EXERCISE DATA section start
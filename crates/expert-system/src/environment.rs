//! Rule Environment and Agenda

use serde::{Deserialize, Serialize};
use std::cmp::Ordering;
use std::collections::HashSet;
use tracing::{debug, trace, warn};

use crate::fact::{Fact, FactId};
use crate::parser::{parse_fact, parse_rules};
use crate::rule::{Action, Bindings, Bound, Condition, Rule};
use crate::EngineError;

/// Environment configuration
#[derive(Debug, Clone, Serialize, Deserialize)]
pub struct EngineConfig {
    /// Maximum rule firings in one `run` before giving up (default: 1000)
    pub max_cycles: usize,
}

impl Default for EngineConfig {
    fn default() -> Self {
        Self { max_cycles: 1000 }
    }
}

/// Pending rule activation, as reported by [`Environment::agenda`]
#[derive(Debug, Clone, PartialEq, Eq)]
pub struct AgendaEntry {
    pub rule: String,
    pub salience: i32,
    /// Facts that satisfied the rule's patterns
    pub facts: Vec<FactId>,
}

#[derive(Debug, Clone)]
struct Activation {
    rule: usize,
    bindings: Bindings,
    support: Vec<FactId>,
}

/// Working memory plus rule base.
///
/// Matching is recomputed from scratch on every cycle, which is fine for
/// rule bases of a few dozen rules and facts.
#[derive(Debug, Default)]
pub struct Environment {
    config: EngineConfig,
    rules: Vec<Rule>,
    facts: Vec<(FactId, Fact)>,
    next_id: u64,
    /// Refraction memory: (rule name, supporting facts) already fired
    fired: HashSet<(String, Vec<FactId>)>,
}

impl Environment {
    /// Create an empty environment
    pub fn new(config: EngineConfig) -> Self {
        debug!("Creating rule environment: max_cycles={}", config.max_cycles);
        Self {
            config,
            ..Default::default()
        }
    }

    /// Remove all rules and facts
    pub fn clear(&mut self) {
        self.rules.clear();
        self.reset();
    }

    /// Remove all facts, keeping the rules
    pub fn reset(&mut self) {
        self.facts.clear();
        self.fired.clear();
        self.next_id = 0;
    }

    /// Parse and add rule definitions; returns how many were added
    pub fn build(&mut self, text: &str) -> Result<usize, EngineError> {
        let rules = parse_rules(text)?;
        let count = rules.len();
        for rule in rules {
            self.add_rule(rule);
        }
        Ok(count)
    }

    /// Add a rule, replacing any rule with the same name in place
    pub fn add_rule(&mut self, rule: Rule) {
        self.fired.retain(|(name, _)| *name != rule.name);
        match self.rules.iter_mut().find(|r| r.name == rule.name) {
            Some(existing) => {
                debug!("Redefining rule {}", rule.name);
                *existing = rule;
            }
            None => {
                trace!("Defining rule {}", rule.name);
                self.rules.push(rule);
            }
        }
    }

    /// Rules in definition order
    pub fn rules(&self) -> &[Rule] {
        &self.rules
    }

    /// Add a fact; returns `None` if an identical fact already exists
    pub fn assert_fact(&mut self, fact: Fact) -> Option<FactId> {
        if self.facts.iter().any(|(_, f)| *f == fact) {
            trace!("Ignoring duplicate fact {}", fact);
            return None;
        }
        let id = FactId(self.next_id);
        self.next_id += 1;
        debug!("==> {} {}", id, fact);
        self.facts.push((id, fact));
        Some(id)
    }

    /// Parse and assert a fact such as `(numero 4.5)`
    pub fn assert_string(&mut self, text: &str) -> Result<Option<FactId>, EngineError> {
        Ok(self.assert_fact(parse_fact(text)?))
    }

    /// Remove a fact
    pub fn retract(&mut self, id: FactId) -> Result<Fact, EngineError> {
        let index = self
            .facts
            .iter()
            .position(|(fid, _)| *fid == id)
            .ok_or(EngineError::UnknownFact(id))?;
        let (_, fact) = self.facts.remove(index);
        debug!("<== {} {}", id, fact);
        Ok(fact)
    }

    /// Facts in assertion order
    pub fn facts(&self) -> impl Iterator<Item = (FactId, &Fact)> + '_ {
        self.facts.iter().map(|(id, fact)| (*id, fact))
    }

    /// Facts of one relation, in assertion order
    pub fn facts_of<'a>(&'a self, relation: &'a str) -> impl Iterator<Item = &'a Fact> + 'a {
        self.facts
            .iter()
            .map(|(_, fact)| fact)
            .filter(move |fact| fact.relation == relation)
    }

    /// Pending activations in firing order
    pub fn agenda(&self) -> Result<Vec<AgendaEntry>, EngineError> {
        let mut activations = self.activations()?;
        activations.sort_by(|a, b| self.compare(a, b));
        Ok(activations
            .into_iter()
            .map(|a| AgendaEntry {
                rule: self.rules[a.rule].name.clone(),
                salience: self.rules[a.rule].salience,
                facts: a.support,
            })
            .collect())
    }

    /// Fire rules until the agenda is empty or `limit` rules have fired.
    ///
    /// Returns the number of rules fired. Exceeding `max_cycles` is an error.
    pub fn run(&mut self, limit: Option<usize>) -> Result<usize, EngineError> {
        let mut fired = 0;

        while limit.map_or(true, |limit| fired < limit) {
            let Some(activation) = self.next_activation()? else {
                break;
            };
            if fired >= self.config.max_cycles {
                warn!("Rule engine stopped after {} cycles", fired);
                return Err(EngineError::CycleLimit(self.config.max_cycles));
            }
            self.fire(activation)?;
            fired += 1;
        }

        debug!("Rule engine run complete: {} rules fired, {} facts", fired, self.facts.len());
        Ok(fired)
    }

    fn next_activation(&self) -> Result<Option<Activation>, EngineError> {
        Ok(self
            .activations()?
            .into_iter()
            .min_by(|a, b| self.compare(a, b)))
    }

    /// Salience (high first), then recency of supporting facts, then rule order
    fn compare(&self, a: &Activation, b: &Activation) -> Ordering {
        let salience_a = self.rules[a.rule].salience;
        let salience_b = self.rules[b.rule].salience;

        salience_b
            .cmp(&salience_a)
            .then_with(|| recency(&b.support).cmp(&recency(&a.support)))
            .then_with(|| a.rule.cmp(&b.rule))
    }

    fn fire(&mut self, activation: Activation) -> Result<(), EngineError> {
        let rule = self.rules[activation.rule].clone();
        debug!(
            "FIRE {}: {}",
            rule.name,
            activation
                .support
                .iter()
                .map(ToString::to_string)
                .collect::<Vec<_>>()
                .join(",")
        );
        self.fired.insert((rule.name.clone(), activation.support));

        for action in &rule.actions {
            match action {
                Action::Assert(template) => {
                    let fact = template.instantiate(&rule.name, &activation.bindings)?;
                    self.assert_fact(fact);
                }
                Action::Retract(variable) => match activation.bindings.get(variable) {
                    Some(Bound::Fact(id)) => {
                        self.retract(*id)?;
                    }
                    _ => {
                        return Err(EngineError::NotAFactBinding {
                            rule: rule.name.clone(),
                            variable: variable.clone(),
                        })
                    }
                },
            }
        }
        Ok(())
    }

    fn activations(&self) -> Result<Vec<Activation>, EngineError> {
        let mut activations: Vec<Activation> = Vec::new();

        for (index, rule) in self.rules.iter().enumerate() {
            let mut matches = Vec::new();
            self.match_conditions(rule, &rule.conditions, Bindings::new(), Vec::new(), &mut matches)?;

            for (bindings, support) in matches {
                let key = (rule.name.clone(), support);
                if self.fired.contains(&key) {
                    continue;
                }
                let support = key.1;
                if activations.iter().any(|a| a.rule == index && a.support == support) {
                    continue;
                }
                activations.push(Activation {
                    rule: index,
                    bindings,
                    support,
                });
            }
        }

        Ok(activations)
    }

    fn match_conditions(
        &self,
        rule: &Rule,
        conditions: &[Condition],
        bindings: Bindings,
        support: Vec<FactId>,
        out: &mut Vec<(Bindings, Vec<FactId>)>,
    ) -> Result<(), EngineError> {
        let Some((condition, rest)) = conditions.split_first() else {
            out.push((bindings, support));
            return Ok(());
        };

        match condition {
            Condition::Match { binding, pattern } => {
                for (id, fact) in &self.facts {
                    if let Some(mut extended) = pattern.unify(fact, &bindings) {
                        if let Some(name) = binding {
                            extended.insert(name.clone(), Bound::Fact(*id));
                        }
                        let mut support = support.clone();
                        support.push(*id);
                        self.match_conditions(rule, rest, extended, support, out)?;
                    }
                }
            }
            Condition::Any(patterns) => {
                for pattern in patterns {
                    for (id, fact) in &self.facts {
                        if let Some(extended) = pattern.unify(fact, &bindings) {
                            let mut support = support.clone();
                            support.push(*id);
                            self.match_conditions(rule, rest, extended, support, out)?;
                        }
                    }
                }
            }
            Condition::Not(pattern) => {
                let blocked = self
                    .facts
                    .iter()
                    .any(|(_, fact)| pattern.unify(fact, &bindings).is_some());
                if !blocked {
                    self.match_conditions(rule, rest, bindings, support, out)?;
                }
            }
            Condition::Test(comparison) => {
                if comparison.evaluate(&rule.name, &bindings)? {
                    self.match_conditions(rule, rest, bindings, support, out)?;
                }
            }
        }

        Ok(())
    }
}

/// Supporting timetags, newest first, for lexicographic recency comparison
fn recency(support: &[FactId]) -> Vec<FactId> {
    let mut tags = support.to_vec();
    tags.sort_unstable_by(|a, b| b.cmp(a));
    tags
}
EXERCISE DATA section end
▸ **TASK TO COMPLETE**
Your answer should be each line of the data that contains the word "trace", copied as it stands.

▸ **TASK ANSWER**
use tracing::{debug, trace, warn};
                trace!("Defining rule {}", rule.name);
            trace!("Ignoring duplicate fact {}", fact);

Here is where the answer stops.